Among these records, tally each line with the word "self"; the answer is that number alone.
[[ Source material open ]]
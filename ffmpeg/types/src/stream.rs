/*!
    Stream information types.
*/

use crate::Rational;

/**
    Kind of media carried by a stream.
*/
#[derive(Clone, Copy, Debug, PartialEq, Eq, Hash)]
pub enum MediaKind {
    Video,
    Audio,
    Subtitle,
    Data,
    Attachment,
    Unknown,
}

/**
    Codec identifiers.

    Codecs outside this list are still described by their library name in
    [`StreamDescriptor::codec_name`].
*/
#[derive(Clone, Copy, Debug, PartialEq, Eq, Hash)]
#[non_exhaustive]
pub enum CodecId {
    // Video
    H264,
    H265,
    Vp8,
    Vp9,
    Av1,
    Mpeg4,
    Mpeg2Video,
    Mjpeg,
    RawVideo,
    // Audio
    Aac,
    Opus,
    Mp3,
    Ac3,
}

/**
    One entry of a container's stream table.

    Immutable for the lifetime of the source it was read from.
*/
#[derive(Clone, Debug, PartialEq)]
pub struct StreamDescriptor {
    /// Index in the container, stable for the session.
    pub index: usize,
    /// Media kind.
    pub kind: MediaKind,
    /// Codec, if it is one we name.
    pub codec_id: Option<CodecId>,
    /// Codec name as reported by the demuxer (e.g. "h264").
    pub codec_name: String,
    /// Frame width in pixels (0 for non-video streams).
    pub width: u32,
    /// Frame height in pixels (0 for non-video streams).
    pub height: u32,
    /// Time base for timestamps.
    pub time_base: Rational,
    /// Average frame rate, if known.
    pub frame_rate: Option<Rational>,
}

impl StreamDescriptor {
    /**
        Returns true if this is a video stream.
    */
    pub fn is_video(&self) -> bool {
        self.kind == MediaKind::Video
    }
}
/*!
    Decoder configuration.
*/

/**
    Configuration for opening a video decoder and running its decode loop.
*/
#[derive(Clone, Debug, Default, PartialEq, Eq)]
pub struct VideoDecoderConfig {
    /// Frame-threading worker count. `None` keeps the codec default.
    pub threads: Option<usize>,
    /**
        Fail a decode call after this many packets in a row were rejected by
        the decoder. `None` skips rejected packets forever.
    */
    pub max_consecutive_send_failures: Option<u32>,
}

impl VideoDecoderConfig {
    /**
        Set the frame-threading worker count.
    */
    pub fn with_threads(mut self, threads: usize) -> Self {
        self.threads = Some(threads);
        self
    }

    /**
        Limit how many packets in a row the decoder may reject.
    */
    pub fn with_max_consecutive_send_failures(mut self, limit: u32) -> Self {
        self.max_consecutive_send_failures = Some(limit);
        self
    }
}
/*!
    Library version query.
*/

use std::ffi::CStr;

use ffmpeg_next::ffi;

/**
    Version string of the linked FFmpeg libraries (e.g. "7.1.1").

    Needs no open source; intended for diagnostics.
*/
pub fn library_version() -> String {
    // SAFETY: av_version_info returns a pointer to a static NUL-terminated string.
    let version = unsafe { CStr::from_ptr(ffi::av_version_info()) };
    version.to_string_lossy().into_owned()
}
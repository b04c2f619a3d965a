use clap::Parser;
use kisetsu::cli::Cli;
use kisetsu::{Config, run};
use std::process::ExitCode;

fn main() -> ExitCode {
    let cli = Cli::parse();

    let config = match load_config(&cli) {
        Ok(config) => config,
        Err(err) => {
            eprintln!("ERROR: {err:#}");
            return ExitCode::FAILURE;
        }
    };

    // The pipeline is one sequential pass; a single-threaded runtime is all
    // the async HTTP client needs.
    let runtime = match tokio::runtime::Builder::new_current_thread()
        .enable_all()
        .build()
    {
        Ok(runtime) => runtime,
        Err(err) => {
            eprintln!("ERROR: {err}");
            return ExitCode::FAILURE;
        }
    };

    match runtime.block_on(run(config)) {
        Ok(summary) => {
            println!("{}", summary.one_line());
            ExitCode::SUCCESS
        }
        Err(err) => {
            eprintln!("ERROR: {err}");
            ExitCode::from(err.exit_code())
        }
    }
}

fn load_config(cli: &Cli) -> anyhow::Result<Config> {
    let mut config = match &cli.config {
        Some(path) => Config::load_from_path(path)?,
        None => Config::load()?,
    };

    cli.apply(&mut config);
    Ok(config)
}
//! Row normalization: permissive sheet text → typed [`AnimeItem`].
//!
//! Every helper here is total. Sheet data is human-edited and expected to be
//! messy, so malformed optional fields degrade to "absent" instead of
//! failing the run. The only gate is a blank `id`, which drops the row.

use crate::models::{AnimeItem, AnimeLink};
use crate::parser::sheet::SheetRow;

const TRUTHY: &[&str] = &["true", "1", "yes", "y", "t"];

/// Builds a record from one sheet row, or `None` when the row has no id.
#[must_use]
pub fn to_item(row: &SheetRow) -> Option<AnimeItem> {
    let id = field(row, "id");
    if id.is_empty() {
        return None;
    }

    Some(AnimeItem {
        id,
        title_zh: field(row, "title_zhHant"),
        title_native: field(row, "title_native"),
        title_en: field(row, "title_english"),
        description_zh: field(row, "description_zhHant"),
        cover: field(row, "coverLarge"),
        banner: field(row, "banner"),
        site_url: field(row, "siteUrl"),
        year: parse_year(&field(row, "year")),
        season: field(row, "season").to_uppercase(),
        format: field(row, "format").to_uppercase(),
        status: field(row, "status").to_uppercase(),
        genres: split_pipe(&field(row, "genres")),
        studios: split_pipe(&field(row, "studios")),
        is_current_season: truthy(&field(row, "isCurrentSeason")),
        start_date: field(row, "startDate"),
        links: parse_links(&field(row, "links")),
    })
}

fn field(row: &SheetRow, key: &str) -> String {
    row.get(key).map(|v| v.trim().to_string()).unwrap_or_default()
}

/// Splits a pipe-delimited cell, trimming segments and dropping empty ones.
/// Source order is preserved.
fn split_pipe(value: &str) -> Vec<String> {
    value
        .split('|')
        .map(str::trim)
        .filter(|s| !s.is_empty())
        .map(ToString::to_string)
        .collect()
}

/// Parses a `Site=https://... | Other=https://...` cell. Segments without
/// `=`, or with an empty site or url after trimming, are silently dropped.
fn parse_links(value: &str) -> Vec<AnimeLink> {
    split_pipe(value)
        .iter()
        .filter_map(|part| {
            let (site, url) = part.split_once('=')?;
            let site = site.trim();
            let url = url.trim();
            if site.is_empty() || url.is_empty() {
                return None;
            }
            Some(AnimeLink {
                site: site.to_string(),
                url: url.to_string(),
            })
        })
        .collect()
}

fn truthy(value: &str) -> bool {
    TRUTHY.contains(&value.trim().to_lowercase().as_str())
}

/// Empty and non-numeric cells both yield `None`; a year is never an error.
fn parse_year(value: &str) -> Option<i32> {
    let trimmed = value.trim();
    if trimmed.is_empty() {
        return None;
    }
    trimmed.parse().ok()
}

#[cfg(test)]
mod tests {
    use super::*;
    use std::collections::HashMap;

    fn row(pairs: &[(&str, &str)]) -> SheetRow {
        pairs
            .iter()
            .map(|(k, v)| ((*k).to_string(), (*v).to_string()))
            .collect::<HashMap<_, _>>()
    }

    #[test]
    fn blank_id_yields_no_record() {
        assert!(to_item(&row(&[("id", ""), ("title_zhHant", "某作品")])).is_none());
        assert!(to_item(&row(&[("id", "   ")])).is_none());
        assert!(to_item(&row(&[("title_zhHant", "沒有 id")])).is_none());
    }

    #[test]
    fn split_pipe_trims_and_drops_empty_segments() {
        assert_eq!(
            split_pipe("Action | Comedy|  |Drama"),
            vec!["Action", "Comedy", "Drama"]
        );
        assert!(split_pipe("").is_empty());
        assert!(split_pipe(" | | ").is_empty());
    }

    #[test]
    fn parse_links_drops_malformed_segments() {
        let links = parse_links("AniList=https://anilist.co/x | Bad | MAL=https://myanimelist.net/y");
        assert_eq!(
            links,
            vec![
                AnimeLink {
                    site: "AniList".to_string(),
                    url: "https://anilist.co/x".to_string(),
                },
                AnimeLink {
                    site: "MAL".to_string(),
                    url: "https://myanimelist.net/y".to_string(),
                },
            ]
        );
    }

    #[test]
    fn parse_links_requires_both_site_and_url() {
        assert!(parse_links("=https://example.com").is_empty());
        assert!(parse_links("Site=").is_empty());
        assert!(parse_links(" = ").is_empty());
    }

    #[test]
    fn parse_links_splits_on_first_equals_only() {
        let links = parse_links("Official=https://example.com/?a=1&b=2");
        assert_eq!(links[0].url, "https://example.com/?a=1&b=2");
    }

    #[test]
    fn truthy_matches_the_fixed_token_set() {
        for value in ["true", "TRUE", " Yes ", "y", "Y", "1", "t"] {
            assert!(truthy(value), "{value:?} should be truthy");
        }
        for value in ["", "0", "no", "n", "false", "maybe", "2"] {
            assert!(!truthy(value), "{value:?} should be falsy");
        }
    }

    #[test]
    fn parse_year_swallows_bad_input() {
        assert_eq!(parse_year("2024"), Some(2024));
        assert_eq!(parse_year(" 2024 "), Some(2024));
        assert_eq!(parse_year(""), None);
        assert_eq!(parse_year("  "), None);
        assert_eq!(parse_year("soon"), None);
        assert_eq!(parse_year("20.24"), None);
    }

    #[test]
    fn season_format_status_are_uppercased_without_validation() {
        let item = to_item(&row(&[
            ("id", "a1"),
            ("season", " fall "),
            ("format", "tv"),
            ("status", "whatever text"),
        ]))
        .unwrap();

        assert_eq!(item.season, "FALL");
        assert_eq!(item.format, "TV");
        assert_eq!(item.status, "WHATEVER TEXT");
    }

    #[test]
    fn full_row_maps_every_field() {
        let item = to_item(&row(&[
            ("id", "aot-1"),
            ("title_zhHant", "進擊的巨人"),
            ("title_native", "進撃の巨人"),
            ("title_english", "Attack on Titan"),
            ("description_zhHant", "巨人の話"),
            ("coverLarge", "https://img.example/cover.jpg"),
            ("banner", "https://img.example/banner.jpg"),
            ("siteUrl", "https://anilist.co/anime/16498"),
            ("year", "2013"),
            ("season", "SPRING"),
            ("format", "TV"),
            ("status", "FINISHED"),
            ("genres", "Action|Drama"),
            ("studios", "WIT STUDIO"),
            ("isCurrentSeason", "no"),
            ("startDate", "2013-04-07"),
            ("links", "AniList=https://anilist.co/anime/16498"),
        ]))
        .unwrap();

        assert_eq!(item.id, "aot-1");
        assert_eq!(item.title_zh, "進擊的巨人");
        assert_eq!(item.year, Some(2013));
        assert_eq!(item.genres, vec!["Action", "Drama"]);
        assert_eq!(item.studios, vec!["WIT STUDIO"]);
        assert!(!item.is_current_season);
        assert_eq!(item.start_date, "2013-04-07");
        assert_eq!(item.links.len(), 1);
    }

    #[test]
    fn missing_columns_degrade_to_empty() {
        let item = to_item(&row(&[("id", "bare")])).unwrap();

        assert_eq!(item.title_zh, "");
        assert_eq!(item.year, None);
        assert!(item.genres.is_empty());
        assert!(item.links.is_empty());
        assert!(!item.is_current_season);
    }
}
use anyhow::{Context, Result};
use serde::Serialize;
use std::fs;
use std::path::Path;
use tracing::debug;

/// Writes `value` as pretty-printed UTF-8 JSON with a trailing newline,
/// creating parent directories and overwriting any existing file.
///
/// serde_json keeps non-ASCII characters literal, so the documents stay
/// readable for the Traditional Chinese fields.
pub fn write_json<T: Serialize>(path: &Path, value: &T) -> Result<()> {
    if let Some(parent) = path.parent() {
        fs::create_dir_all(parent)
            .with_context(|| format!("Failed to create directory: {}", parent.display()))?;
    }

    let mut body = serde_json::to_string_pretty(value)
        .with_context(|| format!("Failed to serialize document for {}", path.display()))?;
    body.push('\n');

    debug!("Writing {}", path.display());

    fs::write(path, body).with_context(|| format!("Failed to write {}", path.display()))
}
[[ Source material closed ]]
## Problem solution:
8